(SOURCE DATA begins)

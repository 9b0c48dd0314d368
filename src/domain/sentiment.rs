//! Fear & Greed sentiment buckets and daily observations.

use chrono::NaiveDate;
use std::fmt;
use std::str::FromStr;

/// The five ordered Fear & Greed buckets.
#[derive(Debug, Clone, Copy, PartialEq, Eq, Hash, PartialOrd, Ord)]
pub enum Sentiment {
    ExtremeFear,
    Fear,
    Neutral,
    Greed,
    ExtremeGreed,
}

impl Sentiment {
    /// All buckets, fearful to greedy. Every per-sentiment table is indexed in this order.
    pub const ALL: [Sentiment; 5] = [
        Sentiment::ExtremeFear,
        Sentiment::Fear,
        Sentiment::Neutral,
        Sentiment::Greed,
        Sentiment::ExtremeGreed,
    ];

    pub fn label(self) -> &'static str {
        match self {
            Sentiment::ExtremeFear => "Extreme Fear",
            Sentiment::Fear => "Fear",
            Sentiment::Neutral => "Neutral",
            Sentiment::Greed => "Greed",
            Sentiment::ExtremeGreed => "Extreme Greed",
        }
    }

    /// Ordinal score, 1 (Extreme Fear) through 5 (Extreme Greed).
    pub fn score(self) -> u8 {
        self.index() as u8 + 1
    }

    /// Position in [`Sentiment::ALL`].
    pub fn index(self) -> usize {
        match self {
            Sentiment::ExtremeFear => 0,
            Sentiment::Fear => 1,
            Sentiment::Neutral => 2,
            Sentiment::Greed => 3,
            Sentiment::ExtremeGreed => 4,
        }
    }

    /// Chart colour, red through green.
    pub fn color(self) -> &'static str {
        match self {
            Sentiment::ExtremeFear => "#d32f2f",
            Sentiment::Fear => "#f57c00",
            Sentiment::Neutral => "#fbc02d",
            Sentiment::Greed => "#7cb342",
            Sentiment::ExtremeGreed => "#388e3c",
        }
    }

    /// Map a published classification to a bucket. Unknown labels fall back to `Neutral`.
    pub fn from_classification(raw: &str) -> Self {
        raw.parse().unwrap_or(Sentiment::Neutral)
    }

    /// Short form used in query strings.
    pub fn slug(self) -> &'static str {
        match self {
            Sentiment::ExtremeFear => "extreme-fear",
            Sentiment::Fear => "fear",
            Sentiment::Neutral => "neutral",
            Sentiment::Greed => "greed",
            Sentiment::ExtremeGreed => "extreme-greed",
        }
    }
}

impl fmt::Display for Sentiment {
    fn fmt(&self, f: &mut fmt::Formatter<'_>) -> fmt::Result {
        f.write_str(self.label())
    }
}

#[derive(Debug, Clone, PartialEq, Eq)]
pub struct UnknownSentiment(pub String);

impl fmt::Display for UnknownSentiment {
    fn fmt(&self, f: &mut fmt::Formatter<'_>) -> fmt::Result {
        write!(f, "unknown sentiment '{}'", self.0)
    }
}

impl std::error::Error for UnknownSentiment {}

impl FromStr for Sentiment {
    type Err = UnknownSentiment;

    /// Accepts the published labels ("Extreme Fear") and slugs ("extreme-fear"),
    /// case-insensitively.
    fn from_str(s: &str) -> Result<Self, Self::Err> {
        let trimmed = s.trim();
        if let Some(exact) = Sentiment::ALL.iter().find(|b| b.label() == trimmed) {
            return Ok(*exact);
        }
        let normalized = trimmed.to_lowercase().replace(['_', ' '], "-");
        Sentiment::ALL
            .iter()
            .find(|b| b.slug() == normalized)
            .copied()
            .ok_or_else(|| UnknownSentiment(trimmed.to_string()))
    }
}

/// One published daily index reading.
#[derive(Debug, Clone, PartialEq)]
pub struct SentimentObservation {
    pub date: NaiveDate,
    pub value: f64,
    pub classification: String,
}

impl SentimentObservation {
    pub fn sentiment(&self) -> Sentiment {
        Sentiment::from_classification(&self.classification)
    }
}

(SOURCE DATA ends)

→ **WHAT IS BEING ASKED**:
What lines of the preceding data include the string "through"? Pull them out.

→ **COMPLETED EXERCISE**:
    /// Ordinal score, 1 (Extreme Fear) through 5 (Extreme Greed).
    /// Chart colour, red through green.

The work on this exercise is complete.